Applying automated patch-clamp to disease modeling: recapitulate phenotypes of Brugada syndrome using iPSC-CMs

• Published in: bioRxiv
• Main Authors: Wener, Li, Luo, Xiaojing, Ulbricht, Ying, Guan, Kaomei
• Format: Paper
• Language: English
• Published: Cold Spring Harbor Cold Spring Harbor Laboratory Press 07.06.2021
• Subjects: Action potential; Automation; Cardiomyocytes; Channelopathy; Contraction; Excitation-contraction coupling; Morphology; Pharmacovigilance; Phenotypes; Pluripotency; Stem cells
• DOI: 10.1101/2021.06.07.447362

Recently, there have been great advances in cardiovascular channelopathy modeling and drug safety pharmacology using human induced pluripotent stem cell-derived cardiomyocytes (iPSC-CMs). The automated patch-clamp (APC) technique overcomes the disadvantages of manual patch-clamp (MPC) such as labor intensive and low output. However, it was not clear whether the data generated by using the APC could be reliably used for iPSC-CM disease modeling. In this study, we improved the iPSC-CM preparation method by applying blebbistatin (BB, an excitation-contraction coupling uncoupler) in the whole APC procedures (dissociation, filtration, storage, and recording).

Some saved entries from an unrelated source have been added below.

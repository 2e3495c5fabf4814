use core::time::Duration;

use crate::error::{EngineError, ErrorSeverity};
use crate::ghost::Personality;

/// Tunable parameters of the behavior engine.
///
/// Durations are stored as seconds so that configuration files stay readable;
/// use the accessor methods to obtain [`Duration`] values.
#[derive(Clone, Debug, PartialEq)]
#[cfg_attr(feature = "serde", derive(serde::Serialize, serde::Deserialize))]
#[cfg_attr(feature = "serde", serde(default))]
pub struct GhostConfig {
    /// Divisor applied to every house wait. Higher values release ghosts sooner.
    pub difficulty: f64,
    /// Pixel length of one tile edge.
    pub tile_px: i32,
    /// Pixel offset from a tile's top-left corner to the sprite anchor.
    pub center_offset: (i32, i32),
    pub speeds: SpeedTiers,
    pub chase_secs: f64,
    pub scatter_secs: f64,
    pub switcher_pursuer_secs: f64,
    pub switcher_ambusher_secs: f64,
    /// Base house waits indexed by [`Personality::index`], before the difficulty divisor.
    pub house_wait_secs: [f64; 4],
    /// How many tiles ahead of the player the ambusher aims.
    pub ambush_lookahead: u32,
    /// Below this Manhattan distance the ambusher targets the player directly.
    pub ambush_close_range: u32,
    /// At or below this Manhattan distance the opportunist breaks off to its corner.
    pub opportunist_retreat_range: u32,
    /// Restart the house wait when a captured ghost gets back to the pen.
    pub rewait_after_capture: bool,
    pub seed: u64,
}

/// Pixels advanced per tick for each motion tier.
#[derive(Clone, Copy, Debug, PartialEq, Eq)]
#[cfg_attr(feature = "serde", derive(serde::Serialize, serde::Deserialize))]
pub struct SpeedTiers {
    pub house: i32,
    pub fear: i32,
    pub normal: i32,
    pub returning: i32,
}

impl Default for SpeedTiers {
    fn default() -> Self {
        Self {
            house: 1,
            fear: 1,
            normal: 2,
            returning: 3,
        }
    }
}

impl GhostConfig {
    pub const DEFAULT_TILE_PX: i32 = 24;
    pub const DEFAULT_CENTER_OFFSET: (i32, i32) = (0, 4);
    pub const DEFAULT_CHASE_SECS: f64 = 20.0;
    pub const DEFAULT_SCATTER_SECS: f64 = 7.0;
    pub const DEFAULT_HOUSE_WAIT_SECS: [f64; 4] = [6.0, 12.0, 18.0, 24.0];

    pub fn new() -> Self {
        Self {
            difficulty: 1.0,
            tile_px: Self::DEFAULT_TILE_PX,
            center_offset: Self::DEFAULT_CENTER_OFFSET,
            speeds: SpeedTiers::default(),
            chase_secs: Self::DEFAULT_CHASE_SECS,
            scatter_secs: Self::DEFAULT_SCATTER_SECS,
            switcher_pursuer_secs: 20.0,
            switcher_ambusher_secs: 12.0,
            house_wait_secs: Self::DEFAULT_HOUSE_WAIT_SECS,
            ambush_lookahead: 4,
            ambush_close_range: 4,
            opportunist_retreat_range: 8,
            rewait_after_capture: false,
            seed: 0,
        }
    }

    pub fn with_difficulty(mut self, difficulty: f64) -> Self {
        self.difficulty = difficulty;
        self
    }

    pub fn with_seed(mut self, seed: u64) -> Self {
        self.seed = seed;
        self
    }

    pub fn chase_interval(&self) -> Duration {
        secs(self.chase_secs)
    }

    pub fn scatter_interval(&self) -> Duration {
        secs(self.scatter_secs)
    }

    pub fn switcher_pursuer_interval(&self) -> Duration {
        secs(self.switcher_pursuer_secs)
    }

    pub fn switcher_ambusher_interval(&self) -> Duration {
        secs(self.switcher_ambusher_secs)
    }

    /// House wait for `personality`, already divided by the difficulty factor.
    pub fn house_wait(&self, personality: Personality) -> Duration {
        secs(self.house_wait_secs[personality.index()] / self.difficulty)
    }

    /// Checks every tunable, returning the first offending field.
    pub fn validate(&self) -> Result<(), ConfigError> {
        if !(self.difficulty.is_finite() && self.difficulty > 0.0) {
            return Err(ConfigError::InvalidDifficulty(self.difficulty));
        }
        if self.tile_px <= 0 {
            return Err(ConfigError::InvalidTileScale(self.tile_px));
        }

        let tiers = [
            ("house", self.speeds.house),
            ("fear", self.speeds.fear),
            ("normal", self.speeds.normal),
            ("returning", self.speeds.returning),
        ];
        for (tier, speed) in tiers {
            if speed <= 0 || speed >= self.tile_px {
                return Err(ConfigError::InvalidSpeed {
                    tier,
                    speed,
                    tile_px: self.tile_px,
                });
            }
        }

        let intervals = [
            ("chase_secs", self.chase_secs),
            ("scatter_secs", self.scatter_secs),
            ("switcher_pursuer_secs", self.switcher_pursuer_secs),
            ("switcher_ambusher_secs", self.switcher_ambusher_secs),
        ];
        for (field, value) in intervals.into_iter().chain(
            self.house_wait_secs
                .iter()
                .map(|value| ("house_wait_secs", *value)),
        ) {
            if !(value.is_finite() && value >= 0.0) {
                return Err(ConfigError::InvalidDuration { field, value });
            }
        }

        Ok(())
    }
}

impl Default for GhostConfig {
    fn default() -> Self {
        Self::new()
    }
}

fn secs(value: f64) -> Duration {
    Duration::try_from_secs_f64(value).unwrap_or(Duration::ZERO)
}

/// Rejected configuration values.
#[derive(Clone, Debug, PartialEq, thiserror::Error)]
pub enum ConfigError {
    #[error("difficulty must be a positive finite number, got {0}")]
    InvalidDifficulty(f64),

    #[error("tile scale must be positive, got {0}")]
    InvalidTileScale(i32),

    #[error("{tier} speed {speed} must be in 1..{tile_px}")]
    InvalidSpeed {
        tier: &'static str,
        speed: i32,
        tile_px: i32,
    },

    #[error("{field} must be a non-negative finite number of seconds, got {value}")]
    InvalidDuration { field: &'static str, value: f64 },
}

impl EngineError for ConfigError {
    fn severity(&self) -> ErrorSeverity {
        ErrorSeverity::Validation
    }

    fn error_code(&self) -> &'static str {
        match self {
            ConfigError::InvalidDifficulty(_) => "CONFIG_INVALID_DIFFICULTY",
            ConfigError::InvalidTileScale(_) => "CONFIG_INVALID_TILE_SCALE",
            ConfigError::InvalidSpeed { .. } => "CONFIG_INVALID_SPEED",
            ConfigError::InvalidDuration { .. } => "CONFIG_INVALID_DURATION",
        }
    }
}

#[cfg(test)]
mod tests {
    use super::*;

    #[test]
    fn defaults_are_valid() {
        assert_eq!(GhostConfig::default().validate(), Ok(()));
    }

    #[test]
    fn house_wait_is_divided_by_difficulty() {
        let config = GhostConfig::new().with_difficulty(2.0);
        assert_eq!(config.house_wait(Personality::Pursuer), Duration::from_secs(3));
        assert_eq!(
            config.house_wait(Personality::Opportunist),
            Duration::from_secs(12)
        );
    }

    #[test]
    fn rejects_bad_tunables() {
        let config = GhostConfig::new().with_difficulty(0.0);
        assert_eq!(config.validate(), Err(ConfigError::InvalidDifficulty(0.0)));

        let mut config = GhostConfig::new();
        config.speeds.returning = 24;
        let err = config.validate().unwrap_err();
        assert_eq!(err.error_code(), "CONFIG_INVALID_SPEED");

        let mut config = GhostConfig::new();
        config.house_wait_secs[2] = f64::NAN;
        assert!(matches!(
            config.validate(),
            Err(ConfigError::InvalidDuration {
                field: "house_wait_secs",
                ..
            })
        ));
    }
}
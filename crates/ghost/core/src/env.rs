//! Collaborators bundled for a tick.
//!
//! The engine never owns the board, the clock or the random source. A
//! [`MazeEnv`] borrows all of them for the duration of an update so that
//! every entry point takes a single, cheap-to-copy argument.

use core::time::Duration;

use crate::clock::ClockOracle;
use crate::config::GhostConfig;
use crate::layout::MazeLayout;
use crate::maze::{MazeOracle, PathOracle};
use crate::rng::RngOracle;

#[derive(Clone, Copy)]
pub struct MazeEnv<'a> {
    maze: &'a dyn MazeOracle,
    paths: &'a dyn PathOracle,
    clock: &'a dyn ClockOracle,
    rng: &'a dyn RngOracle,
    config: &'a GhostConfig,
    layout: &'a MazeLayout,
}

impl<'a> MazeEnv<'a> {
    /// Bundles the collaborators against the classic layout.
    pub fn new(
        maze: &'a dyn MazeOracle,
        paths: &'a dyn PathOracle,
        clock: &'a dyn ClockOracle,
        rng: &'a dyn RngOracle,
        config: &'a GhostConfig,
    ) -> Self {
        Self {
            maze,
            paths,
            clock,
            rng,
            config,
            layout: &MazeLayout::CLASSIC,
        }
    }

    pub fn with_layout(mut self, layout: &'a MazeLayout) -> Self {
        self.layout = layout;
        self
    }

    pub fn maze(&self) -> &'a dyn MazeOracle {
        self.maze
    }

    pub fn paths(&self) -> &'a dyn PathOracle {
        self.paths
    }

    pub fn clock(&self) -> &'a dyn ClockOracle {
        self.clock
    }

    pub fn rng(&self) -> &'a dyn RngOracle {
        self.rng
    }

    pub fn config(&self) -> &'a GhostConfig {
        self.config
    }

    pub fn layout(&self) -> &'a MazeLayout {
        self.layout
    }

    pub fn now(&self) -> Duration {
        self.clock.now()
    }
}

impl core::fmt::Debug for MazeEnv<'_> {
    fn fmt(&self, f: &mut core::fmt::Formatter<'_>) -> core::fmt::Result {
        f.debug_struct("MazeEnv")
            .field("dimensions", &self.maze.dimensions())
            .field("now", &self.clock.now())
            .field("config", self.config)
            .finish_non_exhaustive()
    }
}
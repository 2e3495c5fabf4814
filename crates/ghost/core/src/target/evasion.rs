//! Frightened evasion.
//!
//! The agent finds the heading that would approach the player most directly
//! and then refuses it, along with turning back, picking whichever remaining
//! heading lands farthest from the player. When that leaves nothing, only
//! the no-reversal rule is kept and a heading is drawn at random.

use arrayvec::ArrayVec;
use tracing::trace;

use super::first_step;
use crate::env::MazeEnv;
use crate::ghost::{Ghost, PlayerView};
use crate::maze::Heading;
use crate::rng::compute_seed;

pub(crate) fn evade(ghost: &mut Ghost, env: &MazeEnv<'_>, player: PlayerView) -> Option<Heading> {
    let maze = env.maze();
    let tile = ghost.tile();
    let path = env.paths().find_path(maze, tile, player.tile);
    let toward = first_step(&path)?;

    let reverse = ghost.heading().map(Heading::reverse);
    let legal: ArrayVec<Heading, 4> = Heading::ALL
        .into_iter()
        .filter(|heading| Some(*heading) != reverse && maze.allows_step(tile, *heading))
        .collect();

    let mut best: Option<(Heading, u64)> = None;
    for heading in legal.iter().copied().filter(|heading| *heading != toward) {
        let Some(next) = tile.step(heading) else {
            continue;
        };
        let distance = next.distance_sq(player.tile);
        if best.is_none_or(|(_, farthest)| distance > farthest) {
            best = Some((heading, distance));
        }
    }
    if let Some((heading, _)) = best {
        return Some(heading);
    }

    if legal.is_empty() {
        return None;
    }
    let seed = compute_seed(
        env.config().seed,
        ghost.rng_nonce,
        ghost.personality().index() as u32,
        0,
    );
    ghost.rng_nonce += 1;
    let heading = legal[env.rng().pick_index(seed, legal.len())];
    trace!(
        "{} ghost cornered at {}, falling back to {}",
        ghost.personality(),
        tile,
        heading
    );
    Some(heading)
}
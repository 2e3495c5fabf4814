//! Scripted stand-in for the player.
use ghost_core::{Heading, MazeOracle, PlayerView, RngOracle, TilePos, compute_seed};

use crate::config::PlayerConfig;

/// Rng actor id of the player; ghosts use their personality index.
const PLAYER_ACTOR: u32 = 16;
const ROLL_TURN: u32 = 0;
const ROLL_PICK: u32 = 1;

/// Wanders the open tiles one step every few frames.
///
/// It keeps its heading while it can, never turns back unless boxed in, and
/// at junctions occasionally takes a random side corridor.
#[derive(Clone, Debug, PartialEq, Eq)]
pub struct Wanderer {
    start: TilePos,
    tile: TilePos,
    heading: Option<Heading>,
    step_every: u32,
    turn_percent: u32,
    countdown: u32,
    seed: u64,
    nonce: u64,
}

impl Wanderer {
    pub fn new(config: PlayerConfig, seed: u64) -> Self {
        Self {
            start: config.start,
            tile: config.start,
            heading: None,
            step_every: config.step_every.max(1),
            turn_percent: config.turn_percent.min(100),
            countdown: config.step_every.max(1),
            seed,
            nonce: 0,
        }
    }

    pub fn tile(&self) -> TilePos {
        self.tile
    }

    pub fn view(&self) -> PlayerView {
        PlayerView::new(self.tile, self.heading)
    }

    /// Back to the start tile with no heading. The step countdown keeps
    /// running.
    pub fn reset(&mut self) {
        self.tile = self.start;
        self.heading = None;
    }

    /// Advances one frame, stepping a tile when the countdown runs out.
    pub fn tick(&mut self, maze: &dyn MazeOracle, rng: &dyn RngOracle) {
        self.countdown -= 1;
        if self.countdown > 0 {
            return;
        }
        self.countdown = self.step_every;

        let heading = self.choose(maze, rng);
        if let Some(next) = heading.and_then(|heading| self.tile.step(heading)) {
            self.tile = next;
        }
        self.heading = heading;
    }

    fn choose(&mut self, maze: &dyn MazeOracle, rng: &dyn RngOracle) -> Option<Heading> {
        let reverse = self.heading.map(Heading::reverse);
        let mut options: Vec<Heading> = Heading::ALL
            .into_iter()
            .filter(|heading| Some(*heading) != reverse && maze.allows_step(self.tile, *heading))
            .collect();
        if options.is_empty() {
            options.extend(reverse.filter(|heading| maze.allows_step(self.tile, *heading)));
        }

        if let Some(current) = self.heading
            && options.contains(&current)
            && self.roll(rng, ROLL_TURN, 100) >= self.turn_percent as usize
        {
            return Some(current);
        }
        if options.is_empty() {
            return None;
        }
        let index = self.roll(rng, ROLL_PICK, options.len());
        Some(options[index])
    }

    fn roll(&mut self, rng: &dyn RngOracle, context: u32, len: usize) -> usize {
        let seed = compute_seed(self.seed, self.nonce, PLAYER_ACTOR, context);
        self.nonce += 1;
        rng.pick_index(seed, len)
    }
}

#[cfg(test)]
mod tests {
    use ghost_core::{PcgRng, TileGrid};

    use super::*;

    fn corridor() -> TileGrid {
        TileGrid::from_rows(&["#######", "#.....#", "#######"]).expect("grid")
    }

    #[test]
    fn steps_only_every_few_frames() {
        let grid = corridor();
        let config = PlayerConfig {
            start: TilePos::new(1, 1),
            step_every: 3,
            turn_percent: 0,
        };
        let mut player = Wanderer::new(config, 1);

        player.tick(&grid, &PcgRng);
        player.tick(&grid, &PcgRng);
        assert_eq!(player.tile(), TilePos::new(1, 1));
        player.tick(&grid, &PcgRng);
        assert_eq!(player.tile(), TilePos::new(2, 1));
        assert_eq!(player.view().heading, Some(Heading::Right));
    }

    #[test]
    fn turns_back_only_at_dead_ends() {
        let grid = corridor();
        let config = PlayerConfig {
            start: TilePos::new(1, 1),
            step_every: 1,
            turn_percent: 0,
        };
        let mut player = Wanderer::new(config, 5);

        let tiles: Vec<u32> = (0..8)
            .map(|_| {
                player.tick(&grid, &PcgRng);
                player.tile().x
            })
            .collect();
        assert_eq!(tiles, vec![2, 3, 4, 5, 4, 3, 2, 1]);

        player.reset();
        assert_eq!(player.view(), PlayerView::new(TilePos::new(1, 1), None));
    }

    #[test]
    fn stays_on_open_tiles() {
        let grid = TileGrid::from_rows(&["#####", "#...#", "#.#.#", "#...#", "#####"])
            .expect("grid");
        let config = PlayerConfig {
            start: TilePos::new(1, 1),
            step_every: 1,
            turn_percent: 50,
        };
        let mut player = Wanderer::new(config, 9);
        for _ in 0..100 {
            player.tick(&grid, &PcgRng);
            assert!(grid.is_passable(player.tile()), "{}", player.tile());
        }
    }
}
use super::{Heading, MazeOracle, TilePos};

/// Shortest-path search over a maze view.
pub trait PathOracle: Send + Sync {
    /// Ordered tiles from `from` to `to`, both inclusive.
    ///
    /// Returns an empty path when `to` is unreachable and `[from]` when the
    /// two coincide. Edges are whatever `maze.allows_step` permits, so a
    /// [`NoReversal`](super::NoReversal) view constrains the first step.
    fn find_path(&self, maze: &dyn MazeOracle, from: TilePos, to: TilePos) -> Vec<TilePos>;
}

/// Four-neighbour A* with a Manhattan heuristic.
///
/// Ties between open nodes are broken by `(f, h, y, x, insertion order)`, so
/// the same query over the same board always yields the same path.
#[derive(Clone, Copy, Debug, Default)]
pub struct AStarPathfinder;

impl AStarPathfinder {
    pub fn new() -> Self {
        Self
    }
}

impl PathOracle for AStarPathfinder {
    fn find_path(&self, maze: &dyn MazeOracle, from: TilePos, to: TilePos) -> Vec<TilePos> {
        let dimensions = maze.dimensions();
        if !dimensions.contains(from) || !dimensions.contains(to) {
            return Vec::new();
        }
        if from == to {
            return vec![from];
        }
        if !maze.is_passable(to) {
            return Vec::new();
        }

        let width = dimensions.width as usize;
        let index_of = |pos: TilePos| pos.y as usize * width + pos.x as usize;
        let node_count = width * dimensions.height as usize;

        let mut closed = vec![false; node_count];
        let mut best_g = vec![u32::MAX; node_count];
        let mut parent = vec![None::<usize>; node_count];
        let mut open = Vec::new();
        let mut next_insertion = 0u64;

        let start_h = from.manhattan(to);
        open.push(OpenNode {
            coord: from,
            h_cost: start_h,
            f_cost: start_h,
            insertion_order: next_insertion,
        });
        next_insertion += 1;
        best_g[index_of(from)] = 0;

        while !open.is_empty() {
            let best_index = pick_best_open_node_index(&open);
            let current = open.swap_remove(best_index);
            let current_index = index_of(current.coord);
            if closed[current_index] {
                continue;
            }
            closed[current_index] = true;

            if current.coord == to {
                return reconstruct_path(&parent, width, index_of(from), current_index);
            }

            let current_g = best_g[current_index];
            for heading in Heading::ALL {
                if !maze.allows_step(current.coord, heading) {
                    continue;
                }
                let Some(neighbor) = current.coord.step(heading) else {
                    continue;
                };
                let neighbor_index = index_of(neighbor);
                if closed[neighbor_index] {
                    continue;
                }

                let tentative_g = current_g.saturating_add(1);
                if tentative_g >= best_g[neighbor_index] {
                    continue;
                }

                best_g[neighbor_index] = tentative_g;
                parent[neighbor_index] = Some(current_index);
                let h_cost = neighbor.manhattan(to);
                open.push(OpenNode {
                    coord: neighbor,
                    h_cost,
                    f_cost: tentative_g.saturating_add(h_cost),
                    insertion_order: next_insertion,
                });
                next_insertion += 1;
            }
        }

        Vec::new()
    }
}

#[derive(Debug, Clone, Copy)]
struct OpenNode {
    coord: TilePos,
    h_cost: u32,
    f_cost: u32,
    insertion_order: u64,
}

fn pick_best_open_node_index(open: &[OpenNode]) -> usize {
    let mut best_index = 0usize;
    for index in 1..open.len() {
        if open_node_order_key(open[index]) < open_node_order_key(open[best_index]) {
            best_index = index;
        }
    }
    best_index
}

fn open_node_order_key(node: OpenNode) -> (u32, u32, u32, u32, u64) {
    (
        node.f_cost,
        node.h_cost,
        node.coord.y,
        node.coord.x,
        node.insertion_order,
    )
}

fn reconstruct_path(
    parent: &[Option<usize>],
    width: usize,
    start_index: usize,
    goal_index: usize,
) -> Vec<TilePos> {
    let mut cursor = goal_index;
    let mut indices = vec![cursor];

    while cursor != start_index {
        let Some(next) = parent.get(cursor).copied().flatten() else {
            return Vec::new();
        };
        cursor = next;
        indices.push(cursor);
    }
    indices.reverse();
    indices
        .into_iter()
        .map(|index| TilePos::new((index % width) as u32, (index / width) as u32))
        .collect()
}

#[cfg(test)]
mod tests {
    use super::*;
    use crate::maze::{NoReversal, TileGrid, TileKind};

    #[test]
    fn path_never_steps_onto_walls() {
        let mut grid = TileGrid::open(7, 5);
        for y in 0..4 {
            grid.set(TilePos::new(3, y), TileKind::Wall);
        }
        let path = AStarPathfinder.find_path(&grid, TilePos::new(1, 2), TilePos::new(5, 2));

        assert_eq!(path.first(), Some(&TilePos::new(1, 2)));
        assert_eq!(path.last(), Some(&TilePos::new(5, 2)));
        for tile in &path {
            assert!(grid.is_passable(*tile), "path stepped onto {tile}");
        }
        for pair in path.windows(2) {
            assert_eq!(pair[0].manhattan(pair[1]), 1);
        }
    }

    #[test]
    fn tie_break_is_deterministic_on_symmetric_map() {
        let grid = TileGrid::open(5, 5).with_tile(TilePos::new(2, 2), TileKind::Wall);
        let first = AStarPathfinder.find_path(&grid, TilePos::new(0, 2), TilePos::new(4, 2));
        let second = AStarPathfinder.find_path(&grid, TilePos::new(0, 2), TilePos::new(4, 2));
        assert_eq!(first, second);
        assert_eq!(first.len(), 7);
    }

    #[test]
    fn same_tile_and_unreachable_queries() {
        let grid = TileGrid::from_rows(&["#####", "#.#.#", "#####"]).expect("grid");
        let here = TilePos::new(1, 1);
        assert_eq!(AStarPathfinder.find_path(&grid, here, here), vec![here]);
        assert!(AStarPathfinder.find_path(&grid, here, TilePos::new(3, 1)).is_empty());
        assert!(AStarPathfinder.find_path(&grid, here, TilePos::new(0, 0)).is_empty());
    }

    #[test]
    fn doors_block_the_search() {
        let grid = TileGrid::from_rows(&["#####", "#.-.#", "#####"]).expect("grid");
        assert!(
            AStarPathfinder
                .find_path(&grid, TilePos::new(1, 1), TilePos::new(3, 1))
                .is_empty()
        );
    }

    #[test]
    fn no_reversal_view_forces_the_long_way_round() {
        // A ring: the direct route back west is forbidden, so the path loops.
        let grid = TileGrid::from_rows(&["#####", "#...#", "#.#.#", "#...#", "#####"])
            .expect("grid");
        let at = TilePos::new(2, 1);
        let view = NoReversal::new(&grid, Heading::Right, at);
        let path = AStarPathfinder.find_path(&view, at, TilePos::new(1, 1));

        assert_eq!(path.get(1), Some(&TilePos::new(3, 1)));
        assert_eq!(path.len(), 8);
    }
}
//! Corner patrol.
//!
//! Before reaching its corner an agent paths there like any pursuit. On
//! arrival it records the heading it came in with, and from then on follows
//! the static turn table for that (corner, arrival) pair without consulting
//! the path oracle, until the mode machine clears the arrival.

use tracing::{debug, warn};

use super::pursue;
use crate::env::MazeEnv;
use crate::ghost::Ghost;
use crate::maze::Heading;

pub(crate) fn patrol(ghost: &mut Ghost, env: &MazeEnv<'_>) -> Option<Heading> {
    let layout = env.layout();
    let corner = layout.corner(ghost.personality());

    if ghost.tile() == corner && ghost.patrol_arrival.is_none() {
        debug!(
            "{} ghost reached its corner {} heading {:?}",
            ghost.personality(),
            corner,
            ghost.heading()
        );
        ghost.patrol_arrival = Some(ghost.heading());
    }

    let Some(arrival) = ghost.patrol_arrival else {
        return pursue(ghost, env, corner);
    };

    let Some(patrol) = arrival.and_then(|heading| layout.patrol_loop(ghost.personality(), heading))
    else {
        warn!(
            "{} ghost has no patrol loop for arrival heading {:?}, holding",
            ghost.personality(),
            arrival
        );
        return None;
    };

    let current = ghost.heading().unwrap_or(patrol.arrival);
    Some(patrol.turn_at(current, ghost.tile()).unwrap_or(current))
}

Under non-BB buffered condition, iPSC-CMs in suspension showed a severe bleb-like morphology, however, BB-supplement leads to significant improvements in morphology and INa recording. We observe no effects of BB on action potential and field potential. Furthermore, APC faithfully recapitulates the single-cell electrophysiological phenotypes of iPSC-CMs derived from Brugada syndrome patients, as detected with MPC. Our study indicates that APC is capable of replacing MPC in the modeling of cardiac channelopathies using human iPSC-CMs by providing high quality data with higher throughput. Competing Interest Statement The authors have declared no competing interest.